Un désapprentissage pour les géants de l'informatique
Après avoir fait son beurre avec les cartes graphiques, Jensen Huang, le PDG de la firme californienne, a décidé de se lancer dans le secteur des processeurs, traditionnellement dominé par AMD et Intel. Et il a commencé fort avec Vera, un chip de serveur qui a démontré une performance équivalente à celles des modèles x86 les plus puissants.
Ce qui rend Vera encore plus impressionnant, c'est qu'il a été conçu en interne par les ingénieurs de NVIDIA, sans recourir aux designs ARM comme la plupart des fabricants de processeurs mobiles. Leur approche séduisante a permis de concevoir un processeur capable de rivaliser avec les géants, même en termes de puissance par cœur.

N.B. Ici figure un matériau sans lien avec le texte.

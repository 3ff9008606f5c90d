//! Encoding and decoding helpers between Rust domain types and the plain-text
//! representations stored in SQLite columns.
//!
//! Timestamps are stored as RFC 3339 UTC strings with a fixed nanosecond
//! fraction so that lexicographic `ORDER BY` matches chronological order.
//! UUIDs are stored as hyphenated lowercase strings.

use chrono::{DateTime, SecondsFormat, Utc};
use leadline_core::{
  lead::{Lead, LeadStatus},
  store::{LeadField, OrderSpec},
};
use uuid::Uuid;

use crate::{Error, Result};

// ─── Uuid ─────────────────────────────────────────────────────────────────────

pub fn encode_uuid(id: Uuid) -> String { id.hyphenated().to_string() }

pub fn decode_uuid(s: &str) -> Result<Uuid> { Ok(Uuid::parse_str(s)?) }

// ─── DateTime<Utc> ───────────────────────────────────────────────────────────

pub fn encode_dt(dt: DateTime<Utc>) -> String {
  dt.to_rfc3339_opts(SecondsFormat::Nanos, true)
}

pub fn decode_dt(s: &str) -> Result<DateTime<Utc>> {
  DateTime::parse_from_rfc3339(s)
    .map(|dt| dt.with_timezone(&Utc))
    .map_err(|e| Error::DateParse(e.to_string()))
}

// ─── LeadStatus ──────────────────────────────────────────────────────────────

pub fn encode_status(s: LeadStatus) -> &'static str { s.as_str() }

pub fn decode_status(s: &str) -> Result<LeadStatus> {
  s.parse().map_err(Error::Status)
}

// ─── Ordering ────────────────────────────────────────────────────────────────

fn column(field: LeadField) -> &'static str {
  match field {
    LeadField::CreatedAt => "created_at",
    LeadField::UpdatedAt => "updated_at",
    LeadField::Email => "email",
    LeadField::Message => "message",
    LeadField::Status => "status",
    LeadField::Source => "source",
    LeadField::ContactDate => "contact_date",
  }
}

/// The `ORDER BY` clause for `order`. Column names come from a closed match,
/// never from caller input. `rowid` breaks ties in insertion order.
pub fn order_clause(order: Option<OrderSpec>) -> String {
  match order {
    None => "ORDER BY rowid ASC".to_owned(),
    Some(spec) => {
      let dir = if spec.descending { "DESC" } else { "ASC" };
      format!("ORDER BY {} {dir}, rowid {dir}", column(spec.field))
    }
  }
}

// ─── Row types ───────────────────────────────────────────────────────────────

pub const LEAD_COLUMNS: &str =
  "id, created_at, updated_at, email, message, status, source, contact_date";

/// Raw strings read directly from a `leads` row.
pub struct RawLead {
  pub id:           String,
  pub created_at:   String,
  pub updated_at:   String,
  pub email:        String,
  pub message:      String,
  pub status:       String,
  pub source:       String,
  pub contact_date: String,
}

impl RawLead {
  /// Map a row selected with [`LEAD_COLUMNS`].
  pub fn from_row(row: &rusqlite::Row<'_>) -> rusqlite::Result<Self> {
    Ok(Self {
      id:           row.get(0)?,
      created_at:   row.get(1)?,
      updated_at:   row.get(2)?,
      email:        row.get(3)?,
      message:      row.get(4)?,
      status:       row.get(5)?,
      source:       row.get(6)?,
      contact_date: row.get(7)?,
    })
  }

  pub fn into_lead(self) -> Result<Lead> {
    Ok(Lead {
      id:           decode_uuid(&self.id)?,
      created_at:   decode_dt(&self.created_at)?,
      updated_at:   decode_dt(&self.updated_at)?,
      email:        self.email,
      message:      self.message,
      status:       decode_status(&self.status)?,
      source:       self.source,
      contact_date: decode_dt(&self.contact_date)?,
    })
  }
}
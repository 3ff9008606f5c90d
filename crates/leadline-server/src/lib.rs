//! HTTP server wiring for leadline.
//!
//! Mounts the [`leadline_api`] router behind a request-tracing layer and owns
//! the server's runtime configuration.

use std::path::PathBuf;

use axum::Router;
use leadline_api::{ApiState, api_router};
use leadline_core::LeadStore;
use leadline_notify::{MailConfig, MailTransport, Mailer, NotificationFunction};
use serde::Deserialize;
use tower_http::trace::TraceLayer;

// ─── Configuration ───────────────────────────────────────────────────────────

/// Runtime server configuration, deserialised from `leadline.toml` and
/// `LEADLINE_*` environment variables.
#[derive(Debug, Deserialize, Clone)]
pub struct ServerConfig {
  #[serde(default = "default_host")]
  pub host:              String,
  #[serde(default = "default_port")]
  pub port:              u16,
  #[serde(default = "default_store_path")]
  pub store_path:        PathBuf,
  /// Recipient of the server-side "New Lead Alert!" email.
  #[serde(default = "default_operator_email")]
  pub operator_email:    String,
  #[serde(default = "default_true")]
  pub on_create_trigger: bool,
  #[serde(default)]
  pub mail:              MailConfig,
}

fn default_host() -> String { "127.0.0.1".to_string() }
fn default_port() -> u16 { 8080 }
fn default_store_path() -> PathBuf { PathBuf::from("~/.local/share/leadline/leads.db") }
fn default_operator_email() -> String { "operator@example.com".to_string() }
fn default_true() -> bool { true }

impl ServerConfig {
  /// The notification function configured by `mail` and `operator_email`.
  pub fn notifier(&self) -> leadline_notify::Result<NotificationFunction<MailTransport>> {
    let transport = MailTransport::from_config(&self.mail)?;
    Ok(NotificationFunction::new(transport, self.operator_email.clone()))
  }
}

// ─── Router ──────────────────────────────────────────────────────────────────

/// Build the complete application router.
pub fn app<S, M>(state: ApiState<S, M>) -> Router
where
  S: LeadStore + 'static,
  M: Mailer + 'static,
{
  api_router(state).layer(TraceLayer::new_for_http())
}

// ─── Integration tests ───────────────────────────────────────────────────────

Les premières évaluations ont montré que Vera peut compiler du code, gérer des bases de données lourdes, compresser des fichiers et encoder du vidéo HD sans problème. Même si NVIDIA n'a pas encore tout révélé sur cet nouveau produit, les résultats sont encourageants pour une première génération.
Reste à voir comment Vera se comportera en réalité, en dehors des laboratoires de NVIDIA. Une question qui concerne particulièrement les consommations d'énergie, car les serveurs d'IA sont des consommateurs de puissance qui génèrent du chaleur. Selon les données fournies, Vera consomme environ 450W, auxquels s'ajoutent 50W pour la mémoire de la marque. Un niveau de consommation acceptable, mais qui restera à vérifier par les experts indépendants.